### Activity
Copy out the full listing that comes next, exactly.
-- Opening Marker --
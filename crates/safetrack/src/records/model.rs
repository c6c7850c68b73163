//! Record types shared by the repositories and the report generators.

use std::path::PathBuf;

use serde::{Deserialize, Serialize};

use super::dates::DateRange;

/// Form fields of an inspection ("Проверка ОТиПБ"), everything but the id
/// and the attachment.
#[derive(Debug, Clone, Default, PartialEq, Eq, Serialize, Deserialize)]
pub struct InspectionDraft {
    pub inspection_date: String,
    pub object: String,
    pub section: String,
    pub organization: String,
    pub violator_name: String,
    pub violation_description: String,
    pub violation_type: String,
    pub violation_category: String,
    pub risk_level: String,
    pub inspector_name: String,
    pub elimination_date: String,
    pub elimination_status: String,
}

/// A persisted inspection with its optional single photo.
#[derive(Debug, Clone, PartialEq, Eq, Serialize)]
pub struct InspectionRecord {
    pub id: i64,
    #[serde(flatten)]
    pub fields: InspectionDraft,
    pub photo_path: Option<String>,
}

impl InspectionRecord {
    /// Stringified value of a named field, `None` for unknown names.
    pub fn field_value(&self, name: &str) -> Option<String> {
        let f = &self.fields;
        let value = match name {
            "id" => return Some(self.id.to_string()),
            "inspection_date" => &f.inspection_date,
            "object" => &f.object,
            "section" => &f.section,
            "organization" => &f.organization,
            "violator_name" => &f.violator_name,
            "violation_description" => &f.violation_description,
            "violation_type" => &f.violation_type,
            "violation_category" => &f.violation_category,
            "risk_level" => &f.risk_level,
            "inspector_name" => &f.inspector_name,
            "elimination_date" => &f.elimination_date,
            "elimination_status" => &f.elimination_status,
            "photo_path" => return Some(self.photo_path.clone().unwrap_or_default()),
            _ => return None,
        };
        Some(value.clone())
    }
}

/// Form fields of a site check ("Проверка в СП"). `kpb_detected` is not
/// part of the input; the repository derives it.
#[derive(Debug, Clone, Default, PartialEq, Eq, Serialize, Deserialize)]
pub struct CheckDraft {
    pub date: String,
    pub sp_name: String,
    pub responsible: String,
    pub po_name: String,
    pub object: String,
    pub works_count: i64,
    pub responsibility_zone: String,
    pub start_time: String,
    pub end_time: String,
    pub personnel_count: i64,
    pub checks_count: i64,
    pub violations_count: i64,
    pub violation_type: String,
    pub kpb_violation: String,
    pub act_issued: bool,
}

/// A persisted site check.
#[derive(Debug, Clone, PartialEq, Eq, Serialize)]
pub struct CheckRecord {
    pub id: i64,
    #[serde(flatten)]
    pub fields: CheckDraft,
    pub kpb_detected: bool,
}

/// One site check joined with its photo paths.
#[derive(Debug, Clone, PartialEq, Eq, Serialize)]
pub struct CheckListing {
    #[serde(flatten)]
    pub record: CheckRecord,
    pub photo_paths: Vec<PathBuf>,
}

/// Optional narrowing for record listings.
#[derive(Debug, Clone, Default)]
pub struct RecordFilter {
    pub organization: Option<String>,
    pub date_range: Option<DateRange>,
}

impl RecordFilter {
    pub fn organization(mut self, name: impl Into<String>) -> Self {
        self.organization = Some(name.into());
        self
    }

    pub fn date_range(mut self, range: DateRange) -> Self {
        self.date_range = Some(range);
        self
    }
}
-- Closing Marker --
### Reply to the exercise
filename crates/safetrack/src/records/model.rs
repository c6c7850c68b73163
//! Record types shared by the repositories and the report generators.

use std::path::PathBuf;

use serde::{Deserialize, Serialize};

use super::dates::DateRange;

/// Form fields of an inspection ("Проверка ОТиПБ"), everything but the id
/// and the attachment.
#[derive(Debug, Clone, Default, PartialEq, Eq, Serialize, Deserialize)]
pub struct InspectionDraft {
    pub inspection_date: String,
    pub object: String,
    pub section: String,
    pub organization: String,
    pub violator_name: String,
    pub violation_description: String,
    pub violation_type: String,
    pub violation_category: String,
    pub risk_level: String,
    pub inspector_name: String,
    pub elimination_date: String,
    pub elimination_status: String,
}

/// A persisted inspection with its optional single photo.
#[derive(Debug, Clone, PartialEq, Eq, Serialize)]
pub struct InspectionRecord {
    pub id: i64,
    #[serde(flatten)]
    pub fields: InspectionDraft,
    pub photo_path: Option<String>,
}

impl InspectionRecord {
    /// Stringified value of a named field, `None` for unknown names.
    pub fn field_value(&self, name: &str) -> Option<String> {
        let f = &self.fields;
        let value = match name {
            "id" => return Some(self.id.to_string()),
            "inspection_date" => &f.inspection_date,
            "object" => &f.object,
            "section" => &f.section,
            "organization" => &f.organization,
            "violator_name" => &f.violator_name,
            "violation_description" => &f.violation_description,
            "violation_type" => &f.violation_type,
            "violation_category" => &f.violation_category,
            "risk_level" => &f.risk_level,
            "inspector_name" => &f.inspector_name,
            "elimination_date" => &f.elimination_date,
            "elimination_status" => &f.elimination_status,
            "photo_path" => return Some(self.photo_path.clone().unwrap_or_default()),
            _ => return None,
        };
        Some(value.clone())
    }
}

/// Form fields of a site check ("Проверка в СП"). `kpb_detected` is not
/// part of the input; the repository derives it.
#[derive(Debug, Clone, Default, PartialEq, Eq, Serialize, Deserialize)]
pub struct CheckDraft {
    pub date: String,
    pub sp_name: String,
    pub responsible: String,
    pub po_name: String,
    pub object: String,
    pub works_count: i64,
    pub responsibility_zone: String,
    pub start_time: String,
    pub end_time: String,
    pub personnel_count: i64,
    pub checks_count: i64,
    pub violations_count: i64,
    pub violation_type: String,
    pub kpb_violation: String,
    pub act_issued: bool,
}

/// A persisted site check.
#[derive(Debug, Clone, PartialEq, Eq, Serialize)]
pub struct CheckRecord {
    pub id: i64,
    #[serde(flatten)]
    pub fields: CheckDraft,
    pub kpb_detected: bool,
}

/// One site check joined with its photo paths.
#[derive(Debug, Clone, PartialEq, Eq, Serialize)]
pub struct CheckListing {
    #[serde(flatten)]
    pub record: CheckRecord,
    pub photo_paths: Vec<PathBuf>,
}

/// Optional narrowing for record listings.
#[derive(Debug, Clone, Default)]
pub struct RecordFilter {
    pub organization: Option<String>,
    pub date_range: Option<DateRange>,
}

impl RecordFilter {
    pub fn organization(mut self, name: impl Into<String>) -> Self {
        self.organization = Some(name.into());
        self
    }

    pub fn date_range(mut self, range: DateRange) -> Self {
        self.date_range = Some(range);
        self
    }
}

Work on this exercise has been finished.